Valor Econômico
Temos milhares de pessoas registradas no
Brasil com nomes ou sobrenomes difíceis de pronunciar e sem nenhuma
significação em nossa língua. E os cartórios reagem arbitrariamente
Há umas duas semanas, ocorreu em Belo
Horizonte um problema com a recusa do registro de nascimento de uma menina, no
cartório instalado na maternidade, do nome escolhido pelos pais para a filha:
Tumi Mboup.
A mãe é formada em história, e o pai é
sociólogo. Dois intelectuais, portanto, que certamente sabem o que estão
fazendo. Ambos são negros. O cartorário alegou que o nome exporia a criança ao
ridículo. Um segundo cartório e a própria Justiça confirmaram a interpretação.
Uma enxurrada de insultos preconceituosos contra os pais, por parte dos leitores de sites, acusava-os de serem responsáveis pela recusa por terem escolhido um nome não brasileiro e de motivação racial.
O registro de nascimento da menina acabou
sendo feito num cartório do Rio de Janeiro. Tumi quer dizer “lealdade”, um nome
poético. Mboup é o sobrenome de um físico senegalês, Cheikh Anta Diop, já
falecido, que também se dedicou a uma tese antropológica, de grande
originalidade, sobre a identidade cultural compartilhada entre os povos
africanos.
Temos milhares de pessoas registradas no
Brasil com nomes ou sobrenomes difíceis de pronunciar e sem nenhuma
significação em nossa língua. Até mesmo nomes esdrúxulos e descabidos. Uma
amiga estava na sala de espera de um consultório dentário, em São Paulo, quando
a dentista chamou a próxima cliente, uma menina: Madeinusa.
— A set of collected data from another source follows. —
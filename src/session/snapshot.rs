//! The persisted `{ messages, durations }` record.

use super::ledger::DurationLedger;
use crate::types::{Message, MessageId};
use serde::{Deserialize, Serialize};
use serde_json::Value;
use std::collections::BTreeMap;

#[derive(Clone, Debug, Default, PartialEq)]
pub struct Snapshot {
    pub messages: Vec<Message>,
    pub durations: DurationLedger,
}

#[derive(Serialize)]
struct SnapshotRef<'a> {
    messages: &'a [Message],
    durations: &'a DurationLedger,
}

// Both fields tolerate absence and `null`.
#[derive(Deserialize)]
struct RawSnapshot {
    #[serde(default)]
    messages: Option<Vec<Message>>,
    #[serde(default)]
    durations: Option<BTreeMap<String, Value>>,
}

/// Serialize both structures together into one blob.
pub fn encode(messages: &[Message], durations: &DurationLedger) -> Result<String, serde_json::Error> {
    serde_json::to_string(&SnapshotRef {
        messages,
        durations,
    })
}

impl Snapshot {
    pub fn encode(&self) -> Result<String, serde_json::Error> {
        encode(&self.messages, &self.durations)
    }

    /// Strict decode of a stored value.
    ///
    /// Duration entries that are not finite, non-negative numbers are
    /// dropped instead of failing the whole record.
    pub fn try_decode(raw: &str) -> Result<Self, serde_json::Error> {
        let parsed: RawSnapshot = serde_json::from_str(raw)?;
        let durations = parsed
            .durations
            .unwrap_or_default()
            .into_iter()
            .filter_map(|(id, value)| value.as_f64().map(|ms| (MessageId::new(id), ms)))
            .collect();
        Ok(Self {
            messages: parsed.messages.unwrap_or_default(),
            durations,
        })
    }

    /// Decode whatever the store returned. Absent or unreadable data is an
    /// empty snapshot, never an error.
    pub fn decode(raw: Option<&str>) -> Self {
        let Some(raw) = raw else {
            return Self::default();
        };
        match Self::try_decode(raw) {
            Ok(snapshot) => snapshot,
            Err(err) => {
                tracing::warn!(error = %err, "stored chat snapshot is unreadable; starting empty");
                Self::default()
            }
        }
    }

    pub fn is_empty(&self) -> bool {
        self.messages.is_empty() && self.durations.is_empty()
    }
}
Isto é “made in
USA”, que o pai vira na embalagem de um produto feito nos Estados Unidos e
achara-o bonito e original.
Nem nomes de celebridades escapam do
esdrúxulo. O escritor português José Saramago, filho de uma família pobre,
recebeu o sobrenome imposto pelo cartório nos tempos iniciais do regime
republicano, quando se tornou obrigatório o registro civil de nascimentos em
Portugal. Saramago é a pronúncia vulgar de “sal amargo”, um purgante.
Na mesma linha das aberrações, encontrei no
Cemitério do Araçá, o sobrenome “Quattrocchio” (sic!), ou seja, “Quatro olho”.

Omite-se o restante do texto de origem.